▶ [Source data]:
###

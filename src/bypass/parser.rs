//! Interstitial page parsing.
//!
//! Pure functions over the HTML of a mirror's "slow download" page. They never
//! touch the network, so the matching strategy can change without touching
//! the executor.

use std::ops::RangeInclusive;
use std::sync::LazyLock;

use regex::Regex;
use tracing::trace;
use url::Url;

/// Default sanity bounds for a parsed countdown, in seconds.
pub const DEFAULT_COUNTDOWN_BOUNDS: RangeInclusive<u32> = 1..=300;

/// `navigator.clipboard.writeText('https://...')`
#[allow(clippy::expect_used)]
static CLIPBOARD_PATTERN: LazyLock<Regex> = LazyLock::new(|| {
    Regex::new(r#"navigator\.clipboard\.writeText\(\s*['"]([^'"]+)['"]\s*\)"#)
        .expect("clipboard regex is valid") // Static pattern, safe to panic
});

/// The copy-box span the page renders the link into.
#[allow(clippy::expect_used)]
static STYLED_SPAN_PATTERN: LazyLock<Regex> = LazyLock::new(|| {
    Regex::new(r#"(?is)<span\b[^>]*\bclass\s*=\s*["'][^"']*\bbreak-all\b[^"']*["'][^>]*>\s*(https?://[^<\s]+)\s*</span>"#)
        .expect("styled span regex is valid") // Static pattern, safe to panic
});

#[allow(clippy::expect_used)]
static ANCHOR_TAG_PATTERN: LazyLock<Regex> = LazyLock::new(|| {
    Regex::new(r"(?is)<a\b[^>]*>").expect("anchor regex is valid") // Static pattern, safe to panic
});

#[allow(clippy::expect_used)]
static DOWNLOAD_ATTR_PATTERN: LazyLock<Regex> = LazyLock::new(|| {
    Regex::new(r"(?i)\sdownload(?:\s|=|/|>)").expect("download attribute regex is valid") // Static pattern, safe to panic
});

#[allow(clippy::expect_used)]
static HREF_PATTERN: LazyLock<Regex> = LazyLock::new(|| {
    Regex::new(r#"(?i)\bhref\s*=\s*["']([^"']+)["']"#).expect("href regex is valid") // Static pattern, safe to panic
});

/// `window.location = '...'` or `window.location.href = '...'`
#[allow(clippy::expect_used)]
static WINDOW_LOCATION_PATTERN: LazyLock<Regex> = LazyLock::new(|| {
    Regex::new(r#"window\.location(?:\.href)?\s*=\s*['"]([^'"]+)['"]"#)
        .expect("window.location regex is valid") // Static pattern, safe to panic
});

#[allow(clippy::expect_used)]
static COUNTDOWN_PATTERN: LazyLock<Regex> = LazyLock::new(|| {
    Regex::new(r#"(?is)<span\b[^>]*\bclass\s*=\s*["'][^"']*\bjs-partner-countdown\b[^"']*["'][^>]*>\s*(\d{1,6})\s*</span>"#)
        .expect("countdown regex is valid") // Static pattern, safe to panic
});

/// Phrases the origin uses when the daily download allowance is used up.
const QUOTA_PHRASES: &[&str] = &[
    "reached the daily download limit",
    "daily download limit",
    "too many downloads",
];

/// Extracts the direct download URL from an interstitial page.
///
/// Patterns are tried in order and the first absolute `http(s)` URL wins:
/// 1. `navigator.clipboard.writeText(...)` argument
/// 2. text of the `break-all` copy-box span
/// 3. `href` of an anchor carrying a `download` attribute
/// 4. `window.location` assignment
#[must_use]
pub fn extract_download_url(html: &str) -> Option<String> {
    let found = first_capture(&CLIPBOARD_PATTERN, html)
        .or_else(|| first_capture(&STYLED_SPAN_PATTERN, html))
        .or_else(|| download_anchor_href(html))
        .or_else(|| first_capture(&WINDOW_LOCATION_PATTERN, html));

    if let Some(url) = &found {
        trace!(%url, "interstitial download url found");
    }
    found
}

/// Extracts the countdown the page asks the visitor to wait out.
///
/// Values outside `bounds` are treated as mis-parses and ignored.
#[must_use]
pub fn extract_countdown_seconds(html: &str, bounds: &RangeInclusive<u32>) -> Option<u32> {
    COUNTDOWN_PATTERN
        .captures_iter(html)
        .filter_map(|caps| caps.get(1)?.as_str().parse::<u32>().ok())
        .find(|seconds| bounds.contains(seconds))
}

/// Returns true if the page says the daily download quota is exhausted.
#[must_use]
pub fn detect_quota_exhausted(html: &str) -> bool {
    let lowered = html.to_lowercase();
    QUOTA_PHRASES.iter().any(|phrase| lowered.contains(phrase))
}

fn first_capture(pattern: &Regex, html: &str) -> Option<String> {
    pattern
        .captures_iter(html)
        .filter_map(|caps| caps.get(1).map(|m| m.as_str()))
        .find_map(normalize_candidate)
}

fn download_anchor_href(html: &str) -> Option<String> {
    ANCHOR_TAG_PATTERN
        .find_iter(html)
        .map(|tag| tag.as_str())
        .filter(|tag| DOWNLOAD_ATTR_PATTERN.is_match(tag))
        .filter_map(|tag| HREF_PATTERN.captures(tag)?.get(1).map(|m| m.as_str()))
        .find_map(normalize_candidate)
}

/// Decodes the handful of entities that show up inside attributes and keeps
/// only absolute http(s) URLs.
fn normalize_candidate(raw: &str) -> Option<String> {
    let decoded = raw
        .trim()
        .replace("&amp;", "&")
        .replace("&#x2F;", "/")
        .replace("&#47;", "/")
        .replace("\\/", "/");
    let parsed = Url::parse(&decoded).ok()?;
    matches!(parsed.scheme(), "http" | "https").then_some(decoded)
}

#[cfg(test)]
mod tests {
    use super::*;

    const COUNTDOWN_ONLY: &str = r#"
        <html><body>
          <p>Please wait <span class="js-partner-countdown">45</span> seconds to download.</p>
          <a href="/slow_download/abc/0/0">Reload</a>
        </body></html>
    "#;

    const CLIPBOARD_WITH_COUNTDOWN: &str = r#"
        <html><body>
          <span class="js-partner-countdown">12</span>
          <button onclick="navigator.clipboard.writeText('https://mirror/x.epub'); return false;">copy</button>
          <script>window.location = 'https://elsewhere.example/other.epub';</script>
        </body></html>
    "#;

    #[test]
    fn test_countdown_parsed_when_no_url_present() {
        assert_eq!(extract_download_url(COUNTDOWN_ONLY), None);
        assert_eq!(
            extract_countdown_seconds(COUNTDOWN_ONLY, &DEFAULT_COUNTDOWN_BOUNDS),
            Some(45)
        );
    }

    #[test]
    fn test_clipboard_url_wins_over_countdown_and_later_patterns() {
        assert_eq!(
            extract_download_url(CLIPBOARD_WITH_COUNTDOWN).as_deref(),
            Some("https://mirror/x.epub")
        );
    }

    #[test]
    fn test_styled_span_url() {
        let html = r#"<span class="whitespace-normal bg-gray-200 break-all">
            https://b4mcx2ml.net/d3/x/Dune%20--%20Frank%20Herbert.epub?key=1&amp;t=2
        </span>"#;
        assert_eq!(
            extract_download_url(html).as_deref(),
            Some("https://b4mcx2ml.net/d3/x/Dune%20--%20Frank%20Herbert.epub?key=1&t=2")
        );
    }

    #[test]
    fn test_download_flagged_anchor() {
        let html = r#"
            <a href="https://example.com/not-this.epub">plain</a>
            <a class="btn" href="https://files.example.com/book.pdf" download>Download now</a>
        "#;
        assert_eq!(
            extract_download_url(html).as_deref(),
            Some("https://files.example.com/book.pdf")
        );
    }

    #[test]
    fn test_window_location_assignment() {
        let html = r"<script>setTimeout(function(){ window.location.href = 'https://dl.example.org/a.mobi'; }, 10);</script>";
        assert_eq!(
            extract_download_url(html).as_deref(),
            Some("https://dl.example.org/a.mobi")
        );
    }

    #[test]
    fn test_relative_urls_are_ignored() {
        let html = r#"<a href="/md5/abc" download>x</a><script>window.location = '/login';</script>"#;
        assert_eq!(extract_download_url(html), None);
    }

    #[test]
    fn test_countdown_outside_bounds_is_rejected() {
        let html = r#"<span class="js-partner-countdown">9000</span>"#;
        assert_eq!(extract_countdown_seconds(html, &DEFAULT_COUNTDOWN_BOUNDS), None);
        let zero = r#"<span class="js-partner-countdown">0</span>"#;
        assert_eq!(extract_countdown_seconds(zero, &DEFAULT_COUNTDOWN_BOUNDS), None);
        assert_eq!(extract_countdown_seconds(html, &(1..=10_000)), Some(9000));
    }

    #[test]
    fn test_countdown_absent() {
        assert_eq!(
            extract_countdown_seconds("<p>nothing here</p>", &DEFAULT_COUNTDOWN_BOUNDS),
            None
        );
    }

    #[test]
    fn test_quota_phrases_detected_case_insensitively() {
        assert!(detect_quota_exhausted(
            "<p>You have Reached the daily download limit for today.</p>"
        ));
        assert!(detect_quota_exhausted("Too many downloads from your IP"));
        assert!(!detect_quota_exhausted(COUNTDOWN_ONLY));
    }
}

###

Pull out every line of the records above that contains the word "None".

        assert_eq!(extract_download_url(COUNTDOWN_ONLY), None);
        assert_eq!(extract_download_url(html), None);
        assert_eq!(extract_countdown_seconds(html, &DEFAULT_COUNTDOWN_BOUNDS), None);
        assert_eq!(extract_countdown_seconds(zero, &DEFAULT_COUNTDOWN_BOUNDS), None);
            None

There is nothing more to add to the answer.